Information supplied:

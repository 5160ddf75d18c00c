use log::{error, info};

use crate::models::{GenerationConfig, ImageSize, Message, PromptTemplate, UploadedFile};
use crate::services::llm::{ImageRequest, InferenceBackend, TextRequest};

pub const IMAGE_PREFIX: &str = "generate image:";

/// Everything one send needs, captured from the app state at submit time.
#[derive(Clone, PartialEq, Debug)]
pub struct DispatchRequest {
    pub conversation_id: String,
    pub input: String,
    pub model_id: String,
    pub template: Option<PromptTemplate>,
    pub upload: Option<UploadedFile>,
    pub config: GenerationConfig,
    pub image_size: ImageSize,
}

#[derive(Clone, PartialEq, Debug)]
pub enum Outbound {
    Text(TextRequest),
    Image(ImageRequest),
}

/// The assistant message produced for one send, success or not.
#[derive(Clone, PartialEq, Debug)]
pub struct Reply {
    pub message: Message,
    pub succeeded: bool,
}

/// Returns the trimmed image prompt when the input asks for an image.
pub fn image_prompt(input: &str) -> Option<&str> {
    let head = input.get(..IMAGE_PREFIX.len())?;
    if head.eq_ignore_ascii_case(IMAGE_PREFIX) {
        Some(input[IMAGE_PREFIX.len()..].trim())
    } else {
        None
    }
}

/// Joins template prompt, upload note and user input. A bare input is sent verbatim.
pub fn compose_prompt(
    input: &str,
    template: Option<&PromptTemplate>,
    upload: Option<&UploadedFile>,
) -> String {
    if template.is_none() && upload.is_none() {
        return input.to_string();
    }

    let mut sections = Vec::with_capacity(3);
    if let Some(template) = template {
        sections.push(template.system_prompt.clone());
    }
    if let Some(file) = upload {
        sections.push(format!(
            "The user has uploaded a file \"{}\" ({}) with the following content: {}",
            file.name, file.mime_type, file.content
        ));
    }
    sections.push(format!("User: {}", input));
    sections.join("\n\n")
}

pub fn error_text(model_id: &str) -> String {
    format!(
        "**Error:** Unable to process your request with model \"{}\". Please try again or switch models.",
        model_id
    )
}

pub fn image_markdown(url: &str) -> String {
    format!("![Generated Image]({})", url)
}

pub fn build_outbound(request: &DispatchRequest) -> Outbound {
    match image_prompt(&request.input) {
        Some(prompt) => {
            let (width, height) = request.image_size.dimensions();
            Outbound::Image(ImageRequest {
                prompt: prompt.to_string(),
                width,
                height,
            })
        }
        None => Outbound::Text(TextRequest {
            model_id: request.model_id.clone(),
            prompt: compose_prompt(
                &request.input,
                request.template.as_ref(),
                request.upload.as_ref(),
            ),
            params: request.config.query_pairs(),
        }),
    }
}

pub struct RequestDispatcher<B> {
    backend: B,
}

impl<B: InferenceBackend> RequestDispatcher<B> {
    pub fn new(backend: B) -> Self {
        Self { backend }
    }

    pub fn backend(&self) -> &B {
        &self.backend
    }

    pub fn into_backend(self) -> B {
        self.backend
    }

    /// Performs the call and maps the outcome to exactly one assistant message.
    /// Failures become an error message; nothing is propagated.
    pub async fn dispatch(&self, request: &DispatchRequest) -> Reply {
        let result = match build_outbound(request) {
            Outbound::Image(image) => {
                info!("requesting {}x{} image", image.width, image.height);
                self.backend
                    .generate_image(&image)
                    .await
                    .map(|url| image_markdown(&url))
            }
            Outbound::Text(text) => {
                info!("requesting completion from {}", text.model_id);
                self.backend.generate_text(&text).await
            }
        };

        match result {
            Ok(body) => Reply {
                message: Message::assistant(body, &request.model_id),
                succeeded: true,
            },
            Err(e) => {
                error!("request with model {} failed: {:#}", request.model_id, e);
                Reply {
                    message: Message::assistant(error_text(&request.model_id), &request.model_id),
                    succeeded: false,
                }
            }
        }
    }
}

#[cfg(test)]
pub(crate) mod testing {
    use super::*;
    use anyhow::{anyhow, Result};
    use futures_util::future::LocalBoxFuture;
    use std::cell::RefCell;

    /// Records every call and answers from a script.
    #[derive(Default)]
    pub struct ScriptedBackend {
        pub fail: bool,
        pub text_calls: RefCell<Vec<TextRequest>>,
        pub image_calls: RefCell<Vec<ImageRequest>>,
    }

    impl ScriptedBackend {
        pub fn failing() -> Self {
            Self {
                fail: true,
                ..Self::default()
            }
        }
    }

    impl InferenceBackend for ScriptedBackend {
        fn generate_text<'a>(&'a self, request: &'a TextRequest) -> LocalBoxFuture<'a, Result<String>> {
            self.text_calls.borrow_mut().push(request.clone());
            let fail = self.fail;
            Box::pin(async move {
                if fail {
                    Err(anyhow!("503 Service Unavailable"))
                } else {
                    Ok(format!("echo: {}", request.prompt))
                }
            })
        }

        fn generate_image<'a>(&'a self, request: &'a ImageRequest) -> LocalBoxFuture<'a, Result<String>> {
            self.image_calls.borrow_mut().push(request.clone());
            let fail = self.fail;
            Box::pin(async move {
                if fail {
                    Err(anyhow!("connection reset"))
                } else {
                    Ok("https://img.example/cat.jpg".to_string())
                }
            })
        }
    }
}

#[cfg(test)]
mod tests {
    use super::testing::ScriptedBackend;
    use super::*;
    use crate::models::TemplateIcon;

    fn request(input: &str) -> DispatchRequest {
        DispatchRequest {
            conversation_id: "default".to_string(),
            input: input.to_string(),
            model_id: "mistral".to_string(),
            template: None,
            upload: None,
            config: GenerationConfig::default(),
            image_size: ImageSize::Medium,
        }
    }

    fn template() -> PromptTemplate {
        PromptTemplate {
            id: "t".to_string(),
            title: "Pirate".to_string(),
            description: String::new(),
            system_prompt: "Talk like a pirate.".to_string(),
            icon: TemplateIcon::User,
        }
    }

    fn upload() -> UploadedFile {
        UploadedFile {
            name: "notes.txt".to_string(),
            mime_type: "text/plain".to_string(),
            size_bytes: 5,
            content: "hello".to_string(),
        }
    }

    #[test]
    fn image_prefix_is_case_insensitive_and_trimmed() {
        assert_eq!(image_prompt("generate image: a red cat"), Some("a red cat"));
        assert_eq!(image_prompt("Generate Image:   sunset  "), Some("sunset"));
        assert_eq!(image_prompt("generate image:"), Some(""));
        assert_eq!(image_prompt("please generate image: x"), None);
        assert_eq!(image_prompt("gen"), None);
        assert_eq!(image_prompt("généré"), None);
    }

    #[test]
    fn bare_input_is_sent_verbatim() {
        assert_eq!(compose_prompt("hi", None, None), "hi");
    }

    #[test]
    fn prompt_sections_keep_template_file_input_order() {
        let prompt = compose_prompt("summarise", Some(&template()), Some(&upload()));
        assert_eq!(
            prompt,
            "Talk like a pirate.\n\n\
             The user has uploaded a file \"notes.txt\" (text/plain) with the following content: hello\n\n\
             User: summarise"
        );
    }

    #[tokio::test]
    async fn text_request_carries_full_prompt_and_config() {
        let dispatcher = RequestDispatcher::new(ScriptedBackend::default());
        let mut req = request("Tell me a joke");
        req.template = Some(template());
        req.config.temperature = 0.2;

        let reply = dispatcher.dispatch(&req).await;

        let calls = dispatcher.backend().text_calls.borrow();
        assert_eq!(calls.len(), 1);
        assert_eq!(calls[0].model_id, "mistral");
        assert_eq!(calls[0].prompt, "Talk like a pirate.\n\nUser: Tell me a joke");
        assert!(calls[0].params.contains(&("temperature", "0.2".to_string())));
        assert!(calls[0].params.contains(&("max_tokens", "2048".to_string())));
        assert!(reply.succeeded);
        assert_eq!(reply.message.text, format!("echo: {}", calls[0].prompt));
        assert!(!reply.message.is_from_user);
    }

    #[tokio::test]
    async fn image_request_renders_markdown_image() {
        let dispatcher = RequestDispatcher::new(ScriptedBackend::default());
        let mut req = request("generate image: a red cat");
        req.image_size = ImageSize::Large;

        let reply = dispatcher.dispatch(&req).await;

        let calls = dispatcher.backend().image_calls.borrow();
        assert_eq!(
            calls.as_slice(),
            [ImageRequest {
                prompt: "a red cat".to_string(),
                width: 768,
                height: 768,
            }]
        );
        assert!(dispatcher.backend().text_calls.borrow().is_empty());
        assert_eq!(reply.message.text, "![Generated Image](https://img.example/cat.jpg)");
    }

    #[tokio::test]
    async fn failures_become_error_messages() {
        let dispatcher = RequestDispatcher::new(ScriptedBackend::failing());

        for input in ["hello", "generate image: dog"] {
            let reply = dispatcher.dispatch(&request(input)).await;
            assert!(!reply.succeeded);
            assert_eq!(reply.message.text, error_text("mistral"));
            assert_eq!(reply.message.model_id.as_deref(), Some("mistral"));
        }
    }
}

==

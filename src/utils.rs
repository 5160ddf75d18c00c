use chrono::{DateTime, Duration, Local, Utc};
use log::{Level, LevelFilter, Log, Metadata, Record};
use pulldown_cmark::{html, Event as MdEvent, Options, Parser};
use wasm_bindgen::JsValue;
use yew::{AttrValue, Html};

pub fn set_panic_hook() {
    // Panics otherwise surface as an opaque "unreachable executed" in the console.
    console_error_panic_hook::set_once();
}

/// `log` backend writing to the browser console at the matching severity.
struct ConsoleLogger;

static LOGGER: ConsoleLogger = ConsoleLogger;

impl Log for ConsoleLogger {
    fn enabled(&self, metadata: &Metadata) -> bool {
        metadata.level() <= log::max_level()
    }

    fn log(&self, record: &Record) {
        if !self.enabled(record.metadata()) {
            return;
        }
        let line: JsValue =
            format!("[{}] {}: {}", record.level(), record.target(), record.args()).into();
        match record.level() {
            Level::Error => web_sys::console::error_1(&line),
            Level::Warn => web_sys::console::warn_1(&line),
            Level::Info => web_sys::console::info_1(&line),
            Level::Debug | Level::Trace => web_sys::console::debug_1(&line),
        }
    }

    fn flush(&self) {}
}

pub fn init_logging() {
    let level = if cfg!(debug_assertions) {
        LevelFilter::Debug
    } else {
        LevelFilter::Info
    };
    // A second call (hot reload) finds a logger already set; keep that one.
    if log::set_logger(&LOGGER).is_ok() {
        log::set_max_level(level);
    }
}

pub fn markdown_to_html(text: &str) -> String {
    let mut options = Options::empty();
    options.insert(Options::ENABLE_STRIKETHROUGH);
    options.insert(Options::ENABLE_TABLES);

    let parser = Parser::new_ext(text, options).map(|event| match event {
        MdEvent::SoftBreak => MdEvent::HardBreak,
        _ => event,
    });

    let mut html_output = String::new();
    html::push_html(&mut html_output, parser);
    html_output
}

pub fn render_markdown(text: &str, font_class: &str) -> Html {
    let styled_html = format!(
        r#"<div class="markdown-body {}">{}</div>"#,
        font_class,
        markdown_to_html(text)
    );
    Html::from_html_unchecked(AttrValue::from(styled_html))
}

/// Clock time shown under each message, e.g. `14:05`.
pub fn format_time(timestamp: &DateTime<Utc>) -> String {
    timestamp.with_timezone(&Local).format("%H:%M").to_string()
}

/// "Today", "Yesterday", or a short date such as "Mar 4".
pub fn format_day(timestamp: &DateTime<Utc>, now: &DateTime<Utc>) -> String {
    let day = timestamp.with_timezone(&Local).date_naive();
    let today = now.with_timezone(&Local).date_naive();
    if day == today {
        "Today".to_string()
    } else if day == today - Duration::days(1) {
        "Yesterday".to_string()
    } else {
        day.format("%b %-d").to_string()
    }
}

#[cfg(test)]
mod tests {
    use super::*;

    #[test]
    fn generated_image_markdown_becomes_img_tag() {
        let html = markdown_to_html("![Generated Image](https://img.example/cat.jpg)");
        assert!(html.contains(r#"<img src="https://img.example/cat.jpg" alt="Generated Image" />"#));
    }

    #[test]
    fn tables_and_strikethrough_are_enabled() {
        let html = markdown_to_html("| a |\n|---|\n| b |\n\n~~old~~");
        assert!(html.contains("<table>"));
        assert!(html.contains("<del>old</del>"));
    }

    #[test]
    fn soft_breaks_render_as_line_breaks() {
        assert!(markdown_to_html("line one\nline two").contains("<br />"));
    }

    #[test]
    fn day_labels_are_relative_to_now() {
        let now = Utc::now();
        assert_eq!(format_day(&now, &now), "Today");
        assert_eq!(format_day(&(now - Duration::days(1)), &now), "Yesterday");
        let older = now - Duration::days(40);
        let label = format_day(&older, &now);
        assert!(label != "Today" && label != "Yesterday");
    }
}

--

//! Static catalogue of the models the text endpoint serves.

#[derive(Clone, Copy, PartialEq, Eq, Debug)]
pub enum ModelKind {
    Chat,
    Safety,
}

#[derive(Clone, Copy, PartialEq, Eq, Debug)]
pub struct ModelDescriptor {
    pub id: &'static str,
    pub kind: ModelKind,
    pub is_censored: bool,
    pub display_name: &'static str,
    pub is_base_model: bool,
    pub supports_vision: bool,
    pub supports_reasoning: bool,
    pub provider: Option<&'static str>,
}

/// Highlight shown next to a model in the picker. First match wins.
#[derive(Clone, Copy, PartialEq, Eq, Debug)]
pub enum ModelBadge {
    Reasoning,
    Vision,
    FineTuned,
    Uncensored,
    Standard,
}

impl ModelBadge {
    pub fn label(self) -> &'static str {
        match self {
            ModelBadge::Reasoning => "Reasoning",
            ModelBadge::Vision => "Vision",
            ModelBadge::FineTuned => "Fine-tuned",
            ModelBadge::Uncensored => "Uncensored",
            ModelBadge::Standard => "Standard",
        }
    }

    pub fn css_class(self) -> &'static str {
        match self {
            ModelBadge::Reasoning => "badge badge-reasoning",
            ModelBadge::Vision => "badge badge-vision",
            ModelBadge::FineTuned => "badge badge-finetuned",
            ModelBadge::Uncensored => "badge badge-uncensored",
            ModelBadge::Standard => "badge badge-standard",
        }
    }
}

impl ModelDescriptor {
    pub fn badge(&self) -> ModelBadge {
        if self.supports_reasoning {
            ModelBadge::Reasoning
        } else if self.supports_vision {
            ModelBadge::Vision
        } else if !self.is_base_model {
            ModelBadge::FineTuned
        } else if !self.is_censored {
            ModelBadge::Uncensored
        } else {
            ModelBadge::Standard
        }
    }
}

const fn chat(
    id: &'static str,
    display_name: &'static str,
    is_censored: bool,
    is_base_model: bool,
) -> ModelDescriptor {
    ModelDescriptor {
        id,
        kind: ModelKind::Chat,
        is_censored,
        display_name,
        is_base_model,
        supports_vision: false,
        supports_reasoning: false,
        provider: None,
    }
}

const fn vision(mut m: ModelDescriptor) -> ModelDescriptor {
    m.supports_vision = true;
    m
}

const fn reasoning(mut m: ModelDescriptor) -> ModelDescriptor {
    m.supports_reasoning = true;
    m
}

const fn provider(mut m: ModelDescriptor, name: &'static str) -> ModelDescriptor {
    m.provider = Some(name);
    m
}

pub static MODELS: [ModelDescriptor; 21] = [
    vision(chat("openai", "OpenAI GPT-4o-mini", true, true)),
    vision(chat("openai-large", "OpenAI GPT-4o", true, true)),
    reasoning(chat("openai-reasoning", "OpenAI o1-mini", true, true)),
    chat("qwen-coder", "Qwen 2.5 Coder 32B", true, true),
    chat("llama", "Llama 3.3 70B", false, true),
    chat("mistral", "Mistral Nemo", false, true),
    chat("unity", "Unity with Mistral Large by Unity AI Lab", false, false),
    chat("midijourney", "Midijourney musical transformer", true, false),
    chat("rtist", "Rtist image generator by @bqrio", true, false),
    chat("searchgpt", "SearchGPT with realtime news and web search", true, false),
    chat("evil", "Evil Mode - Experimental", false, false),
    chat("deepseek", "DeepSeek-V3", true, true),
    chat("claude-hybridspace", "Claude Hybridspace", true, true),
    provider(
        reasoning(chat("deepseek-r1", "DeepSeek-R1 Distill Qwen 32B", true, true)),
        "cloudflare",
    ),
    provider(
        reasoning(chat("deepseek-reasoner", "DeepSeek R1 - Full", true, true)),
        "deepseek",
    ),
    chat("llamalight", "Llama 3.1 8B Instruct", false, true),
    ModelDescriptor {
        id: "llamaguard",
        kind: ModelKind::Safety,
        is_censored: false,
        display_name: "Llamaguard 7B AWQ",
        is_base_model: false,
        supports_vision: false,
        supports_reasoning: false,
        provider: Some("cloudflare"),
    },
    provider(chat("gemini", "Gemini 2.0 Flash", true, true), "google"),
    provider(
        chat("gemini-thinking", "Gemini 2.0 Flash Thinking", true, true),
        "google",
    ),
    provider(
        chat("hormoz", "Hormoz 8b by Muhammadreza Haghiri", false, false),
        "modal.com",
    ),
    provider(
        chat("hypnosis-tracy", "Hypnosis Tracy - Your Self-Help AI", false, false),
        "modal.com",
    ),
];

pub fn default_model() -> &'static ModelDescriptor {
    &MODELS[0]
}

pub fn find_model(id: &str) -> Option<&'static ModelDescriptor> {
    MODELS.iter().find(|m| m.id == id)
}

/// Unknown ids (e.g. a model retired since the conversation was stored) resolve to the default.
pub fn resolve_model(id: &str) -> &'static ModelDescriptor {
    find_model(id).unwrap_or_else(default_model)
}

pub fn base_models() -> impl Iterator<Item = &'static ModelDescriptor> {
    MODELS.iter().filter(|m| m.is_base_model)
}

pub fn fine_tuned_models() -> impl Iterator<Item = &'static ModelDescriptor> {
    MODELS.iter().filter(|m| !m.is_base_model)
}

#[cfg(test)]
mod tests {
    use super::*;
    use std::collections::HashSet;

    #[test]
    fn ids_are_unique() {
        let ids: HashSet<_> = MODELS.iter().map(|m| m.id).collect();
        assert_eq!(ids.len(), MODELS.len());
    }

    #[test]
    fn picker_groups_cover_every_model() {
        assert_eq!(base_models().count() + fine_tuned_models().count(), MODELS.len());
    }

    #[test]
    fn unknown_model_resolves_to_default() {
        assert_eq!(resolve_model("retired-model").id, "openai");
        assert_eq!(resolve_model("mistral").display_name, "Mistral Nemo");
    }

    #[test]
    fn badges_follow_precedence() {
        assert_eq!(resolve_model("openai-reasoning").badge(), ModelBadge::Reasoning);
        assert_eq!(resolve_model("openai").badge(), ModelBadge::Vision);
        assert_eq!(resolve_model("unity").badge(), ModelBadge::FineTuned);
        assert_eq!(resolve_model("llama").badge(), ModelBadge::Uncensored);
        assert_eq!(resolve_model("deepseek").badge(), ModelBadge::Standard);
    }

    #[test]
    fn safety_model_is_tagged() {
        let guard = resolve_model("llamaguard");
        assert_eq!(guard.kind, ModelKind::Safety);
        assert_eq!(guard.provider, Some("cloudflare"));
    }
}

Try it: Determine how many lines in the data include the word "openai". Answer with that number alone.

Response area: 6